# Enabling share drive on 2003 Server



## rabidjade (Feb 22, 2007)

I just upgrade from windows2000 server to windows 2003 server on my home file server. Now I have it installed I want to share one drive with my LAN. In Win2kServer, all I did was enable the sharing for the drive and it was accessible from anywhere on the LAN. I tried the same thing on the new installation and can't access the drive anywhere else on the LAN except at my web server (Windows 2003 Server Trial) and it accesses it just fine. 

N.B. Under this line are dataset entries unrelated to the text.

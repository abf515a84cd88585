//! Listing and dashboard query tests
//!
//! Tests for the query surface including:
//! - Page clamping and fixed page size
//! - Sales filters and newest-first ordering
//! - Closed-set parsing of dashboard filter values

use chrono::{Duration, NaiveDate};
use proptest::prelude::*;
use rust_decimal::Decimal;

use shared::analytics::{DisplayLimit, Granularity, LotSortKey, Period, PeriodKind};
use shared::listing::{filter_sales, list_sales, SalesQuery};
use shared::models::{Channel, Lot, LotStatus, Sale};
use shared::DEFAULT_PAGE_SIZE;

fn lots() -> Vec<Lot> {
    [("1", "Fiat", "Uno"), ("2", "Ford", "Fiesta"), ("3", "VW", "Gol")]
        .iter()
        .map(|(id, brand, model)| Lot {
            id: id.to_string(),
            brand: brand.to_string(),
            model: model.to_string(),
            year: 2010,
            cost: Decimal::from(1000),
            acquired_on: NaiveDate::from_ymd_opt(2023, 6, 1).unwrap(),
            lot_code: format!("L{}", id),
            status: LotStatus::Active,
        })
        .collect()
}

fn sales_strategy() -> impl Strategy<Value = Vec<Sale>> {
    prop::collection::vec((1u8..5, 0i64..365, any::<bool>()), 0..40).prop_map(|rows| {
        let base = NaiveDate::from_ymd_opt(2024, 1, 1).unwrap();
        rows.into_iter()
            .enumerate()
            .map(|(i, (lot, offset, online))| Sale {
                id: format!("s{}", i),
                // lot 4 does not exist
                lot_id: lot.to_string(),
                part_name: if i % 2 == 0 { "Door" } else { "Radiator" }.to_string(),
                amount: Decimal::from(10 + i as i64),
                sold_on: base + Duration::days(offset),
                channel: if online {
                    Channel::Marketplace
                } else {
                    Channel::Counter
                },
            })
            .collect()
    })
}

// ============================================================================
// Unit Tests
// ============================================================================

#[cfg(test)]
mod unit_tests {
    use super::*;

    #[test]
    fn test_period_kinds() {
        for (raw, kind) in [
            ("7d", PeriodKind::Last7Days),
            ("30d", PeriodKind::Last30Days),
            ("90d", PeriodKind::Last90Days),
            ("1y", PeriodKind::LastYear),
            ("custom", PeriodKind::Custom),
        ] {
            assert_eq!(raw.parse::<PeriodKind>().unwrap(), kind);
        }
        assert!("14d".parse::<PeriodKind>().is_err());
    }

    #[test]
    fn test_rolling_kind_ignores_bounds() {
        let start = NaiveDate::from_ymd_opt(2024, 1, 1);
        assert_eq!(
            PeriodKind::Last7Days.with_bounds(start, None),
            Period::Last7Days
        );
    }

    #[test]
    fn test_other_filter_values() {
        assert_eq!("week".parse::<Granularity>().unwrap(), Granularity::Week);
        assert_eq!("sales".parse::<LotSortKey>().unwrap(), LotSortKey::Sales);
        assert_eq!("ALL".parse::<DisplayLimit>().unwrap(), DisplayLimit::All);
        assert_eq!("5".parse::<DisplayLimit>().unwrap(), DisplayLimit::Top(5));
        assert!("quarter".parse::<Granularity>().is_err());
        assert!("cost".parse::<LotSortKey>().is_err());
    }

    #[test]
    fn test_channel_query_parameter() {
        let query: SalesQuery = serde_json::from_str(r#"{"channel":"counter","q":"door"}"#).unwrap();
        assert_eq!(query.channel, Some(Channel::Counter));
        assert_eq!(query.search.as_deref(), Some("door"));
        assert!(serde_json::from_str::<SalesQuery>(r#"{"channel":"phone"}"#).is_err());
    }
}

// ============================================================================
// Property-Based Tests
// ============================================================================

#[cfg(test)]
mod property_tests {
    use super::*;

    proptest! {
        #![proptest_config(ProptestConfig::with_cases(100))]

        /// Served page is always within 1..=total_pages and never over-full
        #[test]
        fn prop_page_clamped(sales in sales_strategy(), page in 0u32..10) {
            let query = SalesQuery { page: Some(page), ..Default::default() };
            let result = list_sales(&lots(), &sales, &query);
            let meta = &result.pagination;

            prop_assert!(meta.total_pages >= 1);
            prop_assert!(meta.page >= 1 && meta.page <= meta.total_pages);
            prop_assert!(result.data.len() <= DEFAULT_PAGE_SIZE as usize);
            prop_assert_eq!(meta.per_page, DEFAULT_PAGE_SIZE);
        }

        /// Listing never includes orphans and is sorted newest first
        #[test]
        fn prop_listing_sorted_without_orphans(sales in sales_strategy()) {
            let rows = filter_sales(&lots(), &sales, &SalesQuery::default());
            let linked = sales.iter().filter(|s| s.lot_id != "4").count();

            prop_assert_eq!(rows.len(), linked);
            prop_assert!(rows.iter().all(|r| r.lot_id != "4"));
            prop_assert!(rows.windows(2).all(|w| w[0].sold_on >= w[1].sold_on));
        }

        /// Channel and search filters only keep matching rows
        #[test]
        fn prop_filters_match(sales in sales_strategy(), online in any::<bool>()) {
            let channel = if online { Channel::Marketplace } else { Channel::Counter };
            let query = SalesQuery {
                search: Some("RADIATOR".to_string()),
                channel: Some(channel),
                ..Default::default()
            };
            let rows = filter_sales(&lots(), &sales, &query);
            let expected = sales
                .iter()
                .filter(|s| s.lot_id != "4" && s.channel == channel && s.part_name == "Radiator")
                .count();

            prop_assert_eq!(rows.len(), expected);
            prop_assert!(rows.iter().all(|r| r.channel == channel));
        }

        /// Month filter is a substring match on the ISO sale date
        #[test]
        fn prop_month_filter(sales in sales_strategy(), month in 1u32..=12) {
            let key = format!("2024-{:02}", month);
            let query = SalesQuery { month: Some(key.clone()), ..Default::default() };
            let rows = filter_sales(&lots(), &sales, &query);
            prop_assert!(rows.iter().all(|r| r.sold_on.format("%Y-%m").to_string() == key));
        }
    }
}
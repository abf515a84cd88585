//! Hosted PostgREST store client
//!
//! Talks to a `/rest/v1/{table}` endpoint authenticated with an API key, as
//! exposed by hosted Postgres providers.

use async_trait::async_trait;
use reqwest::{Client, RequestBuilder, Response};
use serde::de::DeserializeOwned;

use shared::models::{Lot, LotInput, Sale, SaleInput};

use super::rows::{decode_all, parse_id, LotRow, LotWrite, SaleRow, SaleWrite};
use super::{RecordStore, StoreError, StoreResult};

/// PostgREST client
#[derive(Clone)]
pub struct RestStore {
    client: Client,
    api_key: String,
    base_url: String,
}

impl RestStore {
    /// Create a client for the project at `base_url`
    pub fn new(base_url: String, api_key: String) -> Self {
        Self::with_client(Client::new(), base_url, api_key)
    }

    /// Create a client reusing an existing HTTP client (for testing)
    pub fn with_client(client: Client, base_url: String, api_key: String) -> Self {
        Self {
            client,
            api_key,
            base_url: base_url.trim_end_matches('/').to_string(),
        }
    }

    pub fn table_url(&self, table: &str) -> String {
        format!("{}/rest/v1/{}", self.base_url, table)
    }

    fn authorized(&self, request: RequestBuilder) -> RequestBuilder {
        request
            .header("apikey", &self.api_key)
            .bearer_auth(&self.api_key)
    }

    fn returning(&self, request: RequestBuilder) -> RequestBuilder {
        self.authorized(request)
            .header("Prefer", "return=representation")
    }

    /// Fail on non-2xx, keeping the body for the log
    async fn check(response: Response) -> StoreResult<Response> {
        if response.status().is_success() {
            return Ok(response);
        }
        let status = response.status().as_u16();
        let body = response.text().await.unwrap_or_default();
        if status == 409 && body.contains("lot_code") {
            return Err(StoreError::DuplicateLotCode(body));
        }
        Err(StoreError::Remote { status, body })
    }

    async fn rows<R: DeserializeOwned>(request: RequestBuilder) -> StoreResult<Vec<R>> {
        let response = Self::check(request.send().await?).await?;
        Ok(response.json::<Vec<R>>().await?)
    }

    /// Writes answer with the affected rows; none means the id did not match
    async fn single<R: DeserializeOwned>(request: RequestBuilder, id: &str) -> StoreResult<R> {
        Self::rows::<R>(request)
            .await?
            .into_iter()
            .next()
            .ok_or_else(|| StoreError::NotFound(id.to_string()))
    }

    async fn list<R, T>(&self, table: &str) -> StoreResult<Vec<T>>
    where
        R: DeserializeOwned,
        T: TryFrom<R, Error = StoreError>,
    {
        let request = self
            .authorized(self.client.get(self.table_url(table)))
            .query(&[("select", "*"), ("order", "created_at.desc")]);
        decode_all(Self::rows::<R>(request).await?)
    }

    async fn delete_where(&self, table: &str, column: &str, id: &str) -> StoreResult<usize> {
        let request = self
            .returning(self.client.delete(self.table_url(table)))
            .query(&[(column, format!("eq.{}", id))]);
        Ok(Self::rows::<serde_json::Value>(request).await?.len())
    }
}

#[async_trait]
impl RecordStore for RestStore {
    fn name(&self) -> &'static str {
        "rest"
    }

    async fn list_lots(&self) -> StoreResult<Vec<Lot>> {
        self.list::<LotRow, Lot>("lots").await
    }

    async fn create_lot(&self, input: &LotInput) -> StoreResult<Lot> {
        let request = self
            .returning(self.client.post(self.table_url("lots")))
            .json(&LotWrite::from(input));
        let row: LotRow = Self::single(request, &input.lot_code).await?;
        Lot::try_from(row)
    }

    async fn update_lot(&self, id: &str, input: &LotInput) -> StoreResult<Lot> {
        parse_id(id)?;
        let request = self
            .returning(self.client.patch(self.table_url("lots")))
            .query(&[("id", format!("eq.{}", id))])
            .json(&LotWrite::from(input));
        let row: LotRow = Self::single(request, id).await?;
        Lot::try_from(row)
    }

    async fn delete_lot(&self, id: &str) -> StoreResult<()> {
        parse_id(id)?;
        // the hosted schema may lack the cascading foreign key
        let dropped = self.delete_where("sales", "lot_id", id).await?;
        tracing::debug!("Deleted {} sales of lot {}", dropped, id);
        if self.delete_where("lots", "id", id).await? == 0 {
            return Err(StoreError::NotFound(id.to_string()));
        }
        Ok(())
    }

    async fn list_sales(&self) -> StoreResult<Vec<Sale>> {
        self.list::<SaleRow, Sale>("sales").await
    }

    async fn create_sale(&self, input: &SaleInput) -> StoreResult<Sale> {
        let request = self
            .returning(self.client.post(self.table_url("sales")))
            .json(&SaleWrite::from_input(input)?);
        let row: SaleRow = Self::single(request, &input.part_name).await?;
        Sale::try_from(row)
    }

    async fn update_sale(&self, id: &str, input: &SaleInput) -> StoreResult<Sale> {
        parse_id(id)?;
        let request = self
            .returning(self.client.patch(self.table_url("sales")))
            .query(&[("id", format!("eq.{}", id))])
            .json(&SaleWrite::from_input(input)?);
        let row: SaleRow = Self::single(request, id).await?;
        Sale::try_from(row)
    }

    async fn delete_sale(&self, id: &str) -> StoreResult<()> {
        parse_id(id)?;
        if self.delete_where("sales", "id", id).await? == 0 {
            return Err(StoreError::NotFound(id.to_string()));
        }
        Ok(())
    }

    async fn ping(&self) -> StoreResult<()> {
        let request = self
            .authorized(self.client.get(self.table_url("lots")))
            .query(&[("select", "id"), ("limit", "1")]);
        Self::check(request.send().await?).await?;
        Ok(())
    }
}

When I try to access the new server (\\servername) from another LAN computer, it prompts me to enter a username/password. I try to log in as administrator with the admin pw (of the problem server) and it tells me I don't have access to the share. It does this from any computer on the LAN except the web server as mentioned above. I did the exact same install to the web server when I set it up two weeks ago and never ran into any sharing problems on it. 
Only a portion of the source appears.